EXERCISE PROMPT:
The answer must be a single number: the count of lines in the data below that hold the word "output".

Collected data:
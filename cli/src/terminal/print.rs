use std::fmt::Display;

use crate::terminal::colors;
use colored::*;
use tracing::info;
use unicode_width::UnicodeWidthStr;

pub const TOTAL_WIDTH: usize = 64;

/// Target of events that are printed verbatim by the formatter.
pub const PRINT_TARGET: &str = "crowscout::print";

#[macro_export]
macro_rules! mprint {
    () => {
        $crate::terminal::print::print("");
    };
    ($msg:expr) => {
        $crate::terminal::print::print($msg);
    };
}

pub trait WithDefaultColor {
    fn with_default(self, default_color: Color) -> ColoredString;
}

impl WithDefaultColor for &str {
    fn with_default(self, default_color: Color) -> ColoredString {
        self.color(default_color)
    }
}

impl WithDefaultColor for String {
    fn with_default(self, default_color: Color) -> ColoredString {
        self.color(default_color)
    }
}

impl WithDefaultColor for ColoredString {
    fn with_default(self, _default_color: Color) -> ColoredString {
        self
    }
}

pub fn print(msg: &str) {
    info!(target: "crowscout::print", raw_msg = msg);
}

const BANNER: &str = r#"
      ____                    ____                  _
     / ___|_ __ _____      __/ ___|  ___ ___  _   _| |_
    | |   | '__/ _ \ \ /\ / /\___ \ / __/ _ \| | | | __|
    | |___| | | (_) \ V  V /  ___) | (_| (_) | |_| | |_
     \____|_|  \___/ \_/\_/  |____/ \___\___/ \__,_|\__|
"#;

pub fn banner(no_banner: bool, q_level: u8) {
    if no_banner || q_level > 0 {
        return;
    }

    let text_content: String = format!("⟦ CROWSCOUT v{} ⟧ ", env!("CARGO_PKG_VERSION"));
    let text_width: usize = UnicodeWidthStr::width(text_content.as_str());
    let text: ColoredString = text_content.bright_green().bold();
    let sep: ColoredString = "═".repeat((TOTAL_WIDTH.saturating_sub(text_width)) / 2).bright_black();
    let output: String = format!("{}{}{}", sep, text, sep);

    print(&format!("{}", BANNER.color(colors::PRIMARY).bold()));
    print(&output);
}

pub fn header(msg: &str, q_level: u8) {
    if q_level > 0 {
        return;
    }

    let formatted: String = format!("⟦ {} ⟧", msg);
    let msg_len: usize = formatted.chars().count();

    let dash_count: usize = TOTAL_WIDTH.saturating_sub(msg_len);
    let left: usize = dash_count / 2;
    let right: usize = dash_count - left;

    let line: ColoredString = format!(
        "{}{}{}",
        "─".repeat(left),
        formatted.to_uppercase().bright_green(),
        "─".repeat(right)
    )
    .bright_black();

    print(&format!("{}", line));
}

pub fn fat_separator() {
    let sep: ColoredString = "═".repeat(TOTAL_WIDTH).bright_black();
    print(&format!("{}", sep));
}

pub fn aligned_line<V>(key: &str, value: V, key_width: usize)
where
    V: Display + WithDefaultColor,
{
    let whitespace: String = ".".repeat((key_width + 1).saturating_sub(key.len()));
    let colon: String = format!(
        "{}{}",
        whitespace.color(colors::SEPARATOR),
        ":".color(colors::SEPARATOR)
    );
    let value: ColoredString = value.with_default(colors::TEXT_DEFAULT);
    print_status(format!("{}{} {}", key.color(colors::PRIMARY), colon, value));
}

pub fn print_status<T: AsRef<str>>(msg: T) {
    let prefix: ColoredString = ">".color(colors::SEPARATOR);
    let message: String = format!("{} {}", prefix, msg.as_ref().color(colors::TEXT_DEFAULT));
    print(&message);
}

pub fn host_head(host: &str, is_waf: bool) {
    let waf: ColoredString = if is_waf {
        "WAF".yellow().bold()
    } else {
        "no WAF".color(colors::SEPARATOR)
    };
    let output: String = format!(
        "{} {} {}",
        "[»]".color(colors::ACCENT),
        host.color(colors::PRIMARY).bold(),
        format!("({waf})").color(colors::SEPARATOR)
    );
    print(&output);
}

/// Prints `lines` as the branches of a one-level tree.
pub fn as_tree_one_level(lines: &[String]) {
    for (i, line) in lines.iter().enumerate() {
        let last: bool = i + 1 == lines.len();
        let branch: ColoredString = if !last {
            "├─".bright_black()
        } else {
            "└─".bright_black()
        };
        print(&format!(" {} {}", branch, line));
    }
}

pub fn centerln(msg: &str) {
    let space = " ".repeat(TOTAL_WIDTH.saturating_sub(console::measure_text_width(msg)) / 2);
    print(&format!("{}{}{}", space, msg, space));
}

const NO_RESULTS_0: &str = r#"
         _   _  ___    _____  _    ____   ____ _____ _____ ____
        | \ | |/ _ \  |_   _|/ \  |  _ \ / ___| ____|_   _/ ___|
        |  \| | | | |   | | / _ \ | |_) | |  _|  _|   | | \___ \
        | |\  | |_| |   | |/ ___ \|  _ <| |_| | |___  | |  ___) |
        |_| \_|\___/    |_/_/   \_\_| \_\\____|_____| |_| |____/
"#;

pub fn no_results(q_level: u8) {
    if q_level > 0 {
        return;
    }
    print(&format!("{}", NO_RESULTS_0.red().bold()));
}

pub fn end_of_program() {
    print(&format!(
        "{}",
        "═".repeat(TOTAL_WIDTH).color(colors::SEPARATOR)
    ));
}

RESULT:
4